BB.exciteモバイルが初心者におすすめの理由
1. 初期費用0円で始められる
BB.exciteモバイルは、新規契約事務手数料(通常3,300円)とSIMカード発行手数料(通常433円)が無料です。初期費用を気にせず、気軽に格安SIMデビューできます。
2. 解約金0円で安心
「使ってみて合わなかったらどうしよう」という心配は不要です。契約期間の縛りや解約手数料は一切ありません。
3. 通話料が半額
「エキモバでんわ」を使えば、通話料が通常22円/30秒のところ、半額の11円/30秒に。音声通話SIMをおトクに使えます。
4. データシェアで家族もおトク
1契約で最大5枚のSIMカードを発行し、データ容量を家族で分け合えます。家族それぞれに合ったSIMタイプ(音声SIM、SMS機能付きSIM、データSIM)を選べるので便利です。
参考>「格安SIMなら5台で月4000円」 BB.exciteモバイルで仕事の生産性と家計を変える
5. BB.excite光とのセット割引
BB.excite光を利用している場合、音声SIM1枚あたり月額220円の割引が受けられます(最大5枚まで)。
音声通話SIMの料金シミュレーション
大手キャリアからBB.exciteモバイルの音声通話SIMに乗り換えた場合の節約額を計算してみましょう。

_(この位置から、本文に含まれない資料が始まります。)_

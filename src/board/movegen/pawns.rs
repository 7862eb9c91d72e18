use super::super::make_unmake::en_passant_victim;
use super::super::{Bitboard, Board, Move, MoveList, MoveType, Piece, Square, PROMOTION_PIECES};
use crate::board::attack_tables::pawn_attacks;

impl Board {
    /// Pawn pushes and captures landing on `target`, plus en passant.
    ///
    /// En passant ignores `target`: whether it resolves a check is left to
    /// the legality filter.
    pub(crate) fn generate_pawn_moves(&self, moves: &mut MoveList, target: Bitboard) {
        let us = self.side_to_move;
        let them = !us;
        let dir = us.pawn_direction();
        let start_rank = if dir > 0 { 1 } else { 6 };
        let last_rank = if dir > 0 { 7 } else { 0 };
        let empty = !self.all_occupied;
        let enemies = self.occupied_by(them);

        let push = |moves: &mut MoveList, from: Square, to: Square| {
            if to.rank() == last_rank {
                for promo in PROMOTION_PIECES {
                    moves.push(Move::promotion_to(from, to, promo));
                }
            } else {
                moves.push(Move::new(from, to));
            }
        };

        for from in self.pieces_of(us, Piece::Pawn) {
            if let Some(one) = from.offset_rank(dir) {
                if empty.contains(one) {
                    if target.contains(one) {
                        push(moves, from, one);
                    }
                    if from.rank() == start_rank {
                        if let Some(two) = one.offset_rank(dir) {
                            if empty.contains(two) && target.contains(two) {
                                moves.push(Move::new(from, two));
                            }
                        }
                    }
                }
            }

            for to in pawn_attacks(us, from) & enemies & target {
                push(moves, from, to);
            }
        }

        if let Some(ep) = self.en_passant_target() {
            let victim = en_passant_victim(ep, us);
            if self.is_empty_square(ep) && self.piece_at(victim) == Some((them, Piece::Pawn)) {
                let capturers = pawn_attacks(them, ep) & self.pieces_of(us, Piece::Pawn);
                for from in capturers {
                    moves.push(Move::special(from, ep, MoveType::EnPassant));
                }
            }
        }
    }
}
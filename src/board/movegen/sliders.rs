use super::super::{Bitboard, Board, Move, MoveList, Piece};
use crate::board::attack_tables::attacks;

const SLIDERS: [Piece; 3] = [Piece::Bishop, Piece::Rook, Piece::Queen];

impl Board {
    pub(crate) fn generate_slider_moves(&self, moves: &mut MoveList, target: Bitboard) {
        let us = self.side_to_move;
        for piece in SLIDERS {
            for from in self.pieces_of(us, piece) {
                for to in attacks(piece, from, self.all_occupied) & target {
                    moves.push(Move::new(from, to));
                }
            }
        }
    }
}
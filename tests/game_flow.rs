use chess_position::board::{DrawReason, FenError, MoveError, MoveParseError, START_FEN};
use chess_position::{Board, Bound, Color, GameOutcome, Move, TranspositionTable};

#[test]
fn scholars_mate_game() {
    let mut board: Board = START_FEN.parse().unwrap();
    for uci in ["e2e4", "e7e5", "f1c4", "b8c6", "d1h5", "g8f6"] {
        board.make_move_uci(uci).unwrap();
        assert_eq!(board.outcome(), GameOutcome::Ongoing);
    }
    let mate = board.parse_move("h5f7").unwrap();
    assert!(board.gives_check(mate));
    board.try_make_move(mate).unwrap();

    assert_eq!(
        board.outcome(),
        GameOutcome::Checkmate {
            winner: Color::White
        }
    );
    assert_eq!(board.fullmove_number(), 4);
    assert_eq!(
        board.to_fen(),
        "r1bqkb1r/pppp1Qpp/2n2n2/4p3/2B1P3/8/PPPP1PPP/RNB1K1NR b KQkq - 0 4"
    );

    assert_eq!(board.undo(), Some(mate));
    assert_eq!(board.outcome(), GameOutcome::Ongoing);
}

#[test]
fn errors_are_reported_not_panicked() {
    let mut board = Board::new();
    assert!(matches!(
        Board::from_fen("8/8/8/8/8/8/8/8 w - - 0 1"),
        Err(FenError::InvalidKingCount { .. })
    ));
    assert!(matches!(
        board.parse_move("e2e5"),
        Err(MoveParseError::IllegalMove { .. })
    ));
    assert!(matches!(
        board.parse_move("e2"),
        Err(MoveParseError::InvalidLength { .. })
    ));

    let bogus = Move::new("a1".parse().unwrap(), "a5".parse().unwrap());
    assert_eq!(
        board.try_make_move(bogus),
        Err(MoveError::IllegalMove { mv: bogus })
    );
    assert_eq!(board.ply_count(), 0);

    let err = board.set_fen("not a fen").unwrap_err();
    assert!(!err.to_string().is_empty());
    assert_eq!(board.to_fen(), START_FEN);
}

#[test]
fn repetition_by_knight_shuffle() {
    let mut board = Board::new();
    for _ in 0..2 {
        for uci in ["b1c3", "b8c6", "c3b1", "c6b8"] {
            board.make_move_uci(uci).unwrap();
        }
    }
    assert_eq!(board.outcome(), GameOutcome::Draw(DrawReason::Repetition));
    assert!(board.is_draw());
}

#[test]
fn transposition_table_keeps_positions_apart() {
    let tt = TranspositionTable::new(1);
    let mut board = Board::new();
    let start_key = board.key();
    let e4 = board.make_move_uci("e2e4").unwrap();
    let after_key = board.key();

    tt.store(start_key, 25, Bound::Exact, 6, Some(e4), tt.generation());
    tt.store(after_key, -10, Bound::Upper, 5, None, tt.generation());

    let hit = tt.probe(start_key).unwrap();
    assert_eq!(hit.best_move, Some(e4));
    assert_eq!(hit.value, 25);
    assert_eq!(tt.probe(after_key).unwrap().bound, Bound::Upper);

    tt.clear();
    assert!(tt.probe(start_key).is_none());
}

| 項目 | 大手キャリア | BB.exciteモバイル | 節約額 |
|---|---|---|---|
| 3GB | 約5,000円 | 690円(Fit) | 4,310円/月 |
| 14GB | 約7,000円 | 1,650円(Flat) | 5,350円/月 |
| 30GB | 約8,000円 | 2,068円(Flat) | 5,932円/月 |
年間で5万円〜7万円の節約になります。
音声通話SIMは「高い」というイメージがあるかもしれませんが、BB.exciteモバイルなら3GBで月額690円から。データ専用SIMに近い料金で、すべての機能が使える音声通話SIMを利用できます。
まとめ
格安SIMの3種類の違いをおさらいしましょう。
| SIMの種類 | 電話 | SMS | ネット | こんな人向け |
|---|---|---|---|---|
| 音声通話SIM | ○ | ○ | ○ | メインスマホ、初心者 |
| SMS機能付きSIM | × | ○ | ○ | サブ端末、SMS認証が必要な人 |
| データ専用SIM | × | × | ○ | タブレット、とにかく安くしたい人 |
初めて格安SIMを使う人、メインのスマホとして使う人は「音声通話SIM」を選べば間違いありません。
料金差は月額200〜300円程度ですが、電話・SMS・緊急通報のすべてが使える安心感は、それ以上の価値があります。
この記事を参考に、自分に合ったSIMを選んで、格安SIMライフを始めてみてください。